The minister sympathized with the people of the states over the heavy flooding that led to loss of lives and farmlands as well as displacement of many people.
“The 2020 Seasonal Rainfall Prediction and the Annual Flood Outlook forecast flood situations for different parts of the country. The Annual Flood Outlook forecasts that 102 local government areas, in 28 states will have heavy rainfall while 275 local government areas in the 36 states of the federation including the Federal Capital Territory will experience moderate flooding.
“Borno, Yobe, Gombe, Adamawa, Taraba, Bauchi, Plateau, Nasarawa, Benue, Niger, Kogi, Enugu, Anambra, Imo, Abia, Rivers and Akwa Ibom including Delta, Edo, Ekiti, Osun, Kwara, Zamfara, Sokoto, Lagos, Ondo, Bayelsa, Kaduna, Oyo, Ogun, Abia, Kano, Kebbi and the FCT are states forecast to experience heavy rainfall and possible flooding.”
She urged state emergency management agencies, frontline local government authorities and other response agencies to put in place precautionary actions by carrying out public enlightenment campaigns, ensuring the desilting of river channels and canals and removal of all refuse and weeds from water channels, drainages and all avenues for run offs to allow free flow of flood waters.

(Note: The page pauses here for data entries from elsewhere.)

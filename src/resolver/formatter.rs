//! Result page assembly.

use std::collections::HashMap;
use std::sync::Arc;

use tracing::warn;

use crate::core::types::{ItemId, ItemRecord, ResultRecord, ResultTag, TagRecord};
use crate::resolver::paths::Annotation;
use crate::tags::TagIndex;

/// Turns a page of candidate ids into wire-ready result records.
pub struct ResultFormatter {
    tags: Arc<dyn TagIndex>,
}

impl ResultFormatter {
    pub fn new(tags: Arc<dyn TagIndex>) -> Self {
        Self { tags }
    }

    /// Assemble records for `page`, in page order.
    ///
    /// Tag decoration is best-effort: when no `prefetched` map is given
    /// and the batched lookup fails, the page is returned with empty tag
    /// lists rather than failing the whole search. Ids with no hydrated
    /// record are skipped.
    pub async fn format_page(
        &self,
        page: &[ItemId],
        records: &HashMap<ItemId, ItemRecord>,
        prefetched: Option<&HashMap<ItemId, Vec<TagRecord>>>,
        annotations: &HashMap<ItemId, Annotation>,
    ) -> Vec<ResultRecord> {
        let fetched;
        let item_tags: &HashMap<ItemId, Vec<TagRecord>> = match prefetched {
            Some(map) => map,
            None => {
                fetched = match self.tags.tags_for_items(page).await {
                    Ok(map) => map,
                    Err(err) => {
                        warn!(error = %err, "tag decoration failed, returning untagged results");
                        HashMap::new()
                    }
                };
                &fetched
            }
        };

        page.iter()
            .filter_map(|id| records.get(id))
            .map(|record| {
                let tags = item_tags
                    .get(&record.id)
                    .map(|list| list.iter().map(ResultTag::from).collect())
                    .unwrap_or_default();
                let annotation = annotations.get(&record.id);
                ResultRecord {
                    id: record.id,
                    name: record.name.clone(),
                    path: record.path.clone(),
                    size: record.size,
                    mtime: record.mtime,
                    mimetype: record.mimetype.clone(),
                    tags,
                    score: annotation.and_then(|a| a.score),
                    excerpt: annotation.and_then(|a| a.excerpt.clone()),
                }
            })
            .collect()
    }
}
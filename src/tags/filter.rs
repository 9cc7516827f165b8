//! In-process tag filtering.
//!
//! Used as the safety net whenever a retrieval path could not (or cannot
//! be trusted to have) enforced the tag constraint natively.

use std::collections::HashSet;

use crate::core::types::TagOperator;

/// Decide whether an item's tag names satisfy the required set.
///
/// AND requires every required tag, OR requires at least one. An empty
/// required set always matches; callers should check emptiness before
/// fetching item tags at all.
pub fn matches(item_tags: &HashSet<&str>, required: &[String], mode: TagOperator) -> bool {
    if required.is_empty() {
        return true;
    }
    let hits = required
        .iter()
        .filter(|name| item_tags.contains(name.as_str()))
        .count();
    match mode {
        TagOperator::And => hits == required.len(),
        TagOperator::Or => hits > 0,
    }
}

#[cfg(test)]
mod tests {
    use super::*;

    fn set(names: &[&'static str]) -> HashSet<&'static str> {
        names.iter().copied().collect()
    }

    fn required(names: &[&str]) -> Vec<String> {
        names.iter().map(|n| n.to_string()).collect()
    }

    #[test]
    fn and_requires_every_tag() {
        let item = set(&["x", "y"]);
        assert!(matches(&item, &required(&["x", "y"]), TagOperator::And));
        assert!(!matches(&item, &required(&["x", "y", "z"]), TagOperator::And));

        let partial = set(&["x"]);
        assert!(!matches(&partial, &required(&["x", "y"]), TagOperator::And));
    }

    #[test]
    fn or_requires_any_tag() {
        let item = set(&["x"]);
        assert!(matches(&item, &required(&["x", "y"]), TagOperator::Or));
        assert!(!matches(&item, &required(&["y", "z"]), TagOperator::Or));
    }

    #[test]
    fn empty_required_set_is_a_noop() {
        let item = set(&[]);
        assert!(matches(&item, &[], TagOperator::And));
        assert!(matches(&item, &[], TagOperator::Or));
    }
}
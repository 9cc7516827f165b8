//! Versioned schema migrations for the metadata catalog.

use sqlx::SqlitePool;
use tracing::info;

/// One schema migration step.
pub struct Migration {
    pub version: i64,
    pub name: &'static str,
    pub sql: &'static str,
}

/// All migrations, in application order.
pub fn migrations() -> Vec<Migration> {
    vec![Migration {
        version: 1,
        name: "initial_schema",
        sql: r#"
            CREATE TABLE IF NOT EXISTS files (
                id INTEGER PRIMARY KEY AUTOINCREMENT,
                user_id TEXT NOT NULL,
                name TEXT NOT NULL,
                path TEXT NOT NULL,
                size INTEGER NOT NULL DEFAULT 0,
                mtime INTEGER NOT NULL,
                mimetype TEXT NOT NULL,
                is_dir INTEGER NOT NULL DEFAULT 0
            );

            CREATE TABLE IF NOT EXISTS tags (
                id INTEGER PRIMARY KEY AUTOINCREMENT,
                name TEXT NOT NULL UNIQUE,
                color TEXT,
                assignable INTEGER NOT NULL DEFAULT 1
            );

            CREATE TABLE IF NOT EXISTS file_tags (
                file_id INTEGER NOT NULL REFERENCES files(id) ON DELETE CASCADE,
                tag_id INTEGER NOT NULL REFERENCES tags(id) ON DELETE CASCADE,
                PRIMARY KEY (file_id, tag_id)
            );

            CREATE INDEX IF NOT EXISTS idx_files_user_mtime ON files(user_id, mtime DESC);
            CREATE INDEX IF NOT EXISTS idx_files_name ON files(name);
            CREATE INDEX IF NOT EXISTS idx_file_tags_tag ON file_tags(tag_id);
        "#,
    }]
}

/// Applies pending migrations and records them in `schema_migrations`.
pub struct MigrationManager {
    pool: SqlitePool,
}

impl MigrationManager {
    pub fn new(pool: SqlitePool) -> Self {
        Self { pool }
    }

    /// Apply every migration newer than the recorded schema version.
    pub async fn run(&self) -> Result<(), sqlx::Error> {
        sqlx::query(
            "CREATE TABLE IF NOT EXISTS schema_migrations (
                version INTEGER PRIMARY KEY,
                name TEXT NOT NULL,
                applied_at INTEGER NOT NULL
            )",
        )
        .execute(&self.pool)
        .await?;

        let current: Option<i64> =
            sqlx::query_scalar("SELECT MAX(version) FROM schema_migrations")
                .fetch_one(&self.pool)
                .await?;
        let current = current.unwrap_or(0);

        for migration in migrations() {
            if migration.version <= current {
                continue;
            }

            let mut tx = self.pool.begin().await?;
            // SQLite executes one statement at a time; split the script.
            for statement in migration.sql.split(';') {
                let statement = statement.trim();
                if statement.is_empty() {
                    continue;
                }
                sqlx::query(statement).execute(&mut *tx).await?;
            }
            sqlx::query(
                "INSERT INTO schema_migrations (version, name, applied_at) \
                 VALUES (?, ?, strftime('%s', 'now'))",
            )
            .bind(migration.version)
            .bind(migration.name)
            .execute(&mut *tx)
            .await?;
            tx.commit().await?;

            info!(version = migration.version, name = migration.name, "applied migration");
        }

        Ok(())
    }
}
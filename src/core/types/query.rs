//! Query types and boundary normalization.
//!
//! Everything caller-supplied is normalized exactly once, here. Code past
//! this boundary never sees raw limits, untrimmed terms, or unknown
//! operator strings.

use serde::{Deserialize, Serialize};

/// Smallest page size a caller can request.
pub const MIN_LIMIT: usize = 1;
/// Largest page size a caller can request.
pub const MAX_LIMIT: usize = 500;
/// Page size used when the caller supplies none.
pub const DEFAULT_LIMIT: usize = 100;

/// Combination mode for multiple required tags.
#[derive(Debug, Clone, Copy, Default, PartialEq, Eq, Serialize, Deserialize)]
#[serde(rename_all = "UPPERCASE")]
pub enum TagOperator {
    /// Every required tag must be present (intersection).
    #[default]
    And,
    /// At least one required tag must be present (union).
    Or,
}

impl TagOperator {
    /// Parse a caller-supplied operator string. Anything that is not a
    /// recognizable "OR" normalizes to AND rather than erroring.
    pub fn parse_lenient(raw: &str) -> Self {
        if raw.trim().eq_ignore_ascii_case("or") {
            TagOperator::Or
        } else {
            TagOperator::And
        }
    }
}

/// Coarse file-type category a search can be restricted to.
#[derive(Debug, Clone, Copy, Default, PartialEq, Eq, Serialize, Deserialize)]
#[serde(rename_all = "lowercase")]
pub enum FileTypeCategory {
    /// No type restriction.
    #[default]
    None,
    Image,
    Document,
    Video,
    Audio,
    Pdf,
}

impl FileTypeCategory {
    /// Parse a caller-supplied category string; unknown values mean
    /// "no filter" rather than an error.
    pub fn parse_lenient(raw: &str) -> Self {
        match raw.trim().to_ascii_lowercase().as_str() {
            "image" => FileTypeCategory::Image,
            "document" => FileTypeCategory::Document,
            "video" => FileTypeCategory::Video,
            "audio" => FileTypeCategory::Audio,
            "pdf" => FileTypeCategory::Pdf,
            _ => FileTypeCategory::None,
        }
    }

    /// Whether this category actually restricts anything.
    pub fn is_set(&self) -> bool {
        !matches!(self, FileTypeCategory::None)
    }

    /// SQL `LIKE` patterns for the metadata catalog, one per accepted
    /// mimetype family. The table is fixed; it must stay in sync with
    /// [`FileTypeCategory::matches`].
    pub fn mime_patterns(&self) -> &'static [&'static str] {
        match self {
            FileTypeCategory::None => &[],
            FileTypeCategory::Image => &["image/%"],
            FileTypeCategory::Document => &[
                "text/%",
                "application/msword%",
                "application/vnd.openxmlformats-officedocument.wordprocessingml%",
                "application/vnd.oasis.opendocument.text%",
            ],
            FileTypeCategory::Video => &["video/%"],
            FileTypeCategory::Audio => &["audio/%"],
            FileTypeCategory::Pdf => &["application/pdf"],
        }
    }

    /// In-process predicate used to re-apply the type constraint when a
    /// retrieval path could not enforce it natively.
    pub fn matches(&self, mimetype: &str) -> bool {
        match self {
            FileTypeCategory::None => true,
            FileTypeCategory::Image => mimetype.starts_with("image/"),
            FileTypeCategory::Document => {
                mimetype.starts_with("text/")
                    || mimetype.starts_with("application/msword")
                    || mimetype
                        .starts_with("application/vnd.openxmlformats-officedocument.wordprocessingml")
                    || mimetype.starts_with("application/vnd.oasis.opendocument.text")
            }
            FileTypeCategory::Video => mimetype.starts_with("video/"),
            FileTypeCategory::Audio => mimetype.starts_with("audio/"),
            FileTypeCategory::Pdf => mimetype == "application/pdf",
        }
    }
}

/// The shape of a query decides which retrieval path serves it.
#[derive(Debug, Clone, Copy, PartialEq, Eq)]
pub enum QueryShape {
    /// Filename term and tags both present.
    NameAndTags,
    /// Filename term only.
    NameOnly,
    /// Tags only.
    TagsOnly,
    /// File-type category only.
    TypeOnly,
    /// No criteria at all.
    Empty,
}

/// A normalized search query.
///
/// Construct through [`SearchQuery::normalized`]; the raw constructor is
/// intentionally absent so clamping cannot be skipped.
#[derive(Debug, Clone, PartialEq)]
pub struct SearchQuery {
    /// Trimmed filename term; may be empty.
    pub filename: String,
    /// Required tag names, deduplicated, empties dropped, caller order kept.
    pub tags: Vec<String>,
    pub tag_operator: TagOperator,
    pub file_type: FileTypeCategory,
    /// Page size, clamped to `[MIN_LIMIT, MAX_LIMIT]`.
    pub limit: usize,
    /// Page start, clamped to `>= 0`.
    pub offset: usize,
    /// Caller hint: attempt the full-text provider when a filename term exists.
    pub use_full_text: bool,
}

impl SearchQuery {
    /// Build a query from raw caller input, applying every normalization
    /// invariant: trim the term, drop empty and duplicate tags, clamp
    /// limit and offset.
    pub fn normalized(
        filename: &str,
        tags: Vec<String>,
        tag_operator: TagOperator,
        file_type: FileTypeCategory,
        limit: i64,
        offset: i64,
        use_full_text: bool,
    ) -> Self {
        let mut seen = std::collections::HashSet::new();
        let tags: Vec<String> = tags
            .into_iter()
            .map(|t| t.trim().to_string())
            .filter(|t| !t.is_empty())
            .filter(|t| seen.insert(t.clone()))
            .collect();

        Self {
            filename: filename.trim().to_string(),
            tags,
            tag_operator,
            file_type,
            limit: (limit.max(MIN_LIMIT as i64).min(MAX_LIMIT as i64)) as usize,
            offset: offset.max(0) as usize,
            use_full_text,
        }
    }

    /// An empty query with default paging, useful as a test base.
    pub fn empty() -> Self {
        Self::normalized(
            "",
            Vec::new(),
            TagOperator::And,
            FileTypeCategory::None,
            DEFAULT_LIMIT as i64,
            0,
            true,
        )
    }

    pub fn has_filename(&self) -> bool {
        !self.filename.is_empty()
    }

    pub fn has_tags(&self) -> bool {
        !self.tags.is_empty()
    }

    /// Classify the query shape for path selection (first match wins).
    pub fn shape(&self) -> QueryShape {
        match (self.has_filename(), self.has_tags(), self.file_type.is_set()) {
            (true, true, _) => QueryShape::NameAndTags,
            (true, false, _) => QueryShape::NameOnly,
            (false, true, _) => QueryShape::TagsOnly,
            (false, false, true) => QueryShape::TypeOnly,
            (false, false, false) => QueryShape::Empty,
        }
    }
}

/// The user a request resolves against. Always passed explicitly; the
/// engine has no ambient current-user lookup.
#[derive(Debug, Clone, PartialEq, Eq)]
pub struct UserContext {
    pub user_id: String,
}

impl UserContext {
    pub fn new(user_id: impl Into<String>) -> Self {
        Self {
            user_id: user_id.into(),
        }
    }
}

The Minister of Agriculture and Rural Development, Muhammad Sabo Nanono, said the recent flood disaster washed away over 450,000 hectares of rice farmlands and other crops in Kebbi State.
Nonono, according to a statement yesterday by the ministry, said this in Kebbi during an assessment of the devastation caused by floods in the state.
He said the Federal Government was set to get improved seeds and other intervention for affected farmers to restart planting as soon as the rains recede.
He said it was one of the worst disasters witnessed in recent times and said his visit was to restore hope and build up confidence for the farmers in the state.
Meanwhile, the Maize Association of Nigeria has said it is launching a massive dry season commercial production for the first time in the history of the country targeting 500,000 hectares of land beginning from November.
Its president, Bello Abubakar Funtua, told Daily Trust that this was to mitigate the impact of the recent flood that swept away thousands of hectares of farmlands in some states.
“In order to bridge the deficit occasioned by the effects of the COVID-19 pandemic, recent floods and drought in some parts of the country, the association would embark on dry season farming at commercial level to scale up production,” he said.